Boats rigged with steel cables attached to generators moved in slow circles, allowing electric current to briefly stun the fish. The twitching shad were then netted, placed in tanks and driven to a landing above the dam.

Then they were released.

Shad spend four years at sea before they mature and return to the river where they were hatched, Mr. Boltin said. Each female lays 100,000 or more eggs, of which only a handful might survive.

The fish once migrated by the millions up the Savannah. During the past century, however, dams and lakes eliminated 95 percent of their spawning habitat, which makes the remaining shoals above Augusta more critical than ever.

Tuesday's effort could allow at least some fish to complete their voyage, Mr. Boltin said.

The success won't be known for four years, when shad hatched in the river this year complete their tenure in the North Atlantic Ocean and return to Augusta to renew the cycle.

A poor spawn this year, Mr. Boltin said, will reduce the number of shad that return four years from now.

Reduced populations are a national concern because shad are important commercial species in Northern states, where they are harvested for roe.

Their spawning areas, however, range from Maine to Florida, and their habitat has declined in virtually every Eastern river.

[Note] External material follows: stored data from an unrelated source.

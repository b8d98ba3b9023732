// crates/pce-core/src/runtime/mod.rs
// ============================================================================
// Module: PCE Runtime
// Description: Pipeline stages, plugin registry, approval gate, and stores.
// Purpose: Provide the executable cognition pipeline over the core types.
// Dependencies: crate::{core, interfaces}
// ============================================================================

//! ## Overview
//! The runtime wires the seven pipeline stages together: validation,
//! integration, value scoring, coherence, deliberation, gating/execution, and
//! adaptation, plus the transcript broadcaster and the in-memory store used by
//! tests.

// ============================================================================
// SECTION: Submodules
// ============================================================================

pub mod adaptation;
pub mod approvals;
pub mod broadcast;
pub mod coherence;
pub mod engine;
pub mod integrator;
pub mod registry;
pub mod store;
pub mod validator;
pub mod value;

// ============================================================================
// SECTION: Re-Exports
// ============================================================================

pub use adaptation::SESSION_MEMORY_CAP;
pub use adaptation::decay_epsilon;
pub use adaptation::greedy_action;
pub use adaptation::q_update;
pub use adaptation::remember;
pub use approvals::ApprovalGate;
pub use approvals::BUDGET_GATED_ACTIONS;
pub use approvals::DEFAULT_APPROVAL_TTL_MS;
pub use approvals::GateError;
pub use broadcast::TranscriptBroadcaster;
pub use coherence::CciWeights;
pub use coherence::CoherenceEngine;
pub use coherence::DEFAULT_CCI_WINDOW;
pub use coherence::MIN_QUALIFYING_ACTIONS;
pub use engine::ApprovalOutcome;
pub use engine::CognitionEngine;
pub use engine::EngineError;
pub use engine::EngineSettings;
pub use engine::GATED_DOMAIN;
pub use engine::PipelineResponse;
pub use engine::RoverCommand;
pub use integrator::StateIntegrator;
pub use registry::DomainPlugins;
pub use registry::PluginRegistry;
pub use store::InMemoryCognitionStore;
pub use validator::EplError;
pub use validator::EventValidator;
pub use validator::FieldKind;
pub use validator::FieldSpec;
pub use validator::PayloadSchema;
pub use validator::SchemaRegistry;
pub use value::ValueEvaluator;
pub use value::default_assessment;
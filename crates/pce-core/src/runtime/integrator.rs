// crates/pce-core/src/runtime/integrator.rs
// ============================================================================
// Module: PCE State Integrator
// Description: Event-to-state merge producing a candidate snapshot.
// Purpose: Apply core bookkeeping then delegate to the domain merge plugin.
// Dependencies: crate::core, crate::interfaces, crate::runtime::registry
// ============================================================================

//! ## Overview
//! The integrator reads the latest snapshot and produces the proposed next
//! snapshot. It never writes: the orchestrator persists the candidate after
//! downstream stages run. Merges are total functions; malformed domain state
//! is clamped and flagged as a violation tag for the value layer.

// ============================================================================
// SECTION: Imports
// ============================================================================

use serde_json::Value;

use crate::core::EVENT_HISTORY_CAP;
use crate::core::KEY_EVENT_HISTORY;
use crate::core::NormalizedEvent;
use crate::core::StateSnapshot;
use crate::interfaces::MergeOutcome;
use crate::runtime::registry::PluginRegistry;

// ============================================================================
// SECTION: Integrator
// ============================================================================

/// Internal state integrator.
#[derive(Debug, Default, Clone, Copy)]
pub struct StateIntegrator;

impl StateIntegrator {
    /// Creates an integrator.
    #[must_use]
    pub const fn new() -> Self {
        Self
    }

    /// Merges a normalized event into the candidate snapshot.
    ///
    /// Core bookkeeping appends the event to the bounded history ring; the
    /// domain merge plugin, when registered, applies domain semantics on top.
    #[must_use]
    pub fn integrate(
        &self,
        registry: &PluginRegistry,
        state: StateSnapshot,
        event: &NormalizedEvent,
    ) -> MergeOutcome {
        let mut candidate = state;
        candidate.push_ring(
            KEY_EVENT_HISTORY,
            serde_json::to_value(event).unwrap_or(Value::Null),
            EVENT_HISTORY_CAP,
        );

        match registry.merge_for(&event.payload.domain) {
            Some(merge) => merge.merge(candidate, event),
            None => MergeOutcome { state: candidate, violations: Vec::new() },
        }
    }
}
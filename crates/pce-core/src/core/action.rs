// crates/pce-core/src/core/action.rs
// ============================================================================
// Module: PCE Action Records
// Description: Action plans produced by deliberation and completed actions.
// Purpose: Provide stable, serializable action types for the pipeline.
// Dependencies: serde, crate::core
// ============================================================================

//! ## Overview
//! The decision engine produces an [`ActionPlan`] per event. Non-gated plans
//! execute synchronously and persist as a [`CompletedAction`] with observed
//! impact and accumulated violations; gated plans suspend behind an approval
//! instead.

// ============================================================================
// SECTION: Imports
// ============================================================================

use std::collections::BTreeMap;

use serde::Deserialize;
use serde::Serialize;
use serde_json::Value;

use crate::core::identifiers::ActionId;
use crate::core::identifiers::DecisionId;
use crate::core::time::Timestamp;

// ============================================================================
// SECTION: Action Plan
// ============================================================================

/// Free-form metadata attached to an action plan.
#[derive(Debug, Clone, PartialEq, Default, Serialize, Deserialize)]
pub struct ActionMetadata {
    /// Explanation bag keyed by pipeline stage.
    #[serde(default)]
    pub explain: BTreeMap<String, Value>,
    /// Declared risk label (`LOW`/`MEDIUM`/`HIGH`) when known.
    #[serde(default, skip_serializing_if = "Option::is_none")]
    pub risk: Option<String>,
    /// Projected cost for budget-gated actions.
    #[serde(default, skip_serializing_if = "Option::is_none")]
    pub projected_cost: Option<f64>,
    /// Subject the action acts on (part id, item label, symbol).
    #[serde(default, skip_serializing_if = "Option::is_none")]
    pub subject: Option<String>,
}

impl ActionMetadata {
    /// Inserts an entry into the decision-engine explanation bag.
    pub fn explain_de(&mut self, key: &str, value: Value) {
        let de = self
            .explain
            .entry("de".to_string())
            .or_insert_with(|| Value::Object(serde_json::Map::new()));
        if !de.is_object() {
            *de = Value::Object(serde_json::Map::new());
        }
        if let Value::Object(map) = de {
            map.insert(key.to_string(), value);
        }
    }

    /// Reads an entry from the decision-engine explanation bag.
    #[must_use]
    pub fn de_entry(&self, key: &str) -> Option<&Value> {
        self.explain.get("de").and_then(|de| de.get(key))
    }
}

/// Action plan produced by the decision engine.
#[derive(Debug, Clone, PartialEq, Serialize, Deserialize)]
pub struct ActionPlan {
    /// Action type tag.
    pub action_type: String,
    /// Owning domain dispatch key.
    pub domain: String,
    /// Scheduling priority; clamped to 0..=10 for coherence statistics.
    pub priority: i64,
    /// Human-readable rationale.
    pub rationale: String,
    /// Expected impact in [0, 1].
    pub expected_impact: f64,
    /// Whether the plan must pass the approval gate before executing.
    #[serde(default)]
    pub requires_approval: bool,
    /// Free-form metadata, including the explanation bag.
    #[serde(default)]
    pub metadata: ActionMetadata,
}

impl ActionPlan {
    /// Builds the core default plan: observe with priority 1.
    #[must_use]
    pub fn observe(domain: impl Into<String>, rationale: impl Into<String>) -> Self {
        Self {
            action_type: "observe".to_string(),
            domain: domain.into(),
            priority: 1,
            rationale: rationale.into(),
            expected_impact: 0.5,
            requires_approval: false,
            metadata: ActionMetadata::default(),
        }
    }
}

// ============================================================================
// SECTION: Completed Action
// ============================================================================

/// Action plan after execution, with observed impact and violations.
#[derive(Debug, Clone, PartialEq, Serialize, Deserialize)]
pub struct CompletedAction {
    /// Action identifier.
    pub action_id: ActionId,
    /// Deliberation that produced the plan.
    pub decision_id: DecisionId,
    /// Executed plan.
    #[serde(flatten)]
    pub plan: ActionPlan,
    /// Impact observed by the domain probe, or the expected stand-in.
    pub observed_impact: f64,
    /// Whether execution succeeded.
    pub success: bool,
    /// Value-violation tags accumulated across merge and scoring.
    #[serde(default)]
    pub violations: Vec<String>,
    /// Completion timestamp.
    pub completed_at: Timestamp,
}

Because of their wide impact on commercial fisheries -- and their value as forage fish for important offshore species such as tuna and codfish -- it is imperative that states, conservation groups and federal agencies work together to preserve the shad's remaining inland habitat, Dr. Meadows said.

"It takes a tremendous multiagency effort," she said. "It takes a village to raise a shad."

Reach Rob Pavey at 868-1222, ext. 119, or rob.pavey@augustachronicle.com.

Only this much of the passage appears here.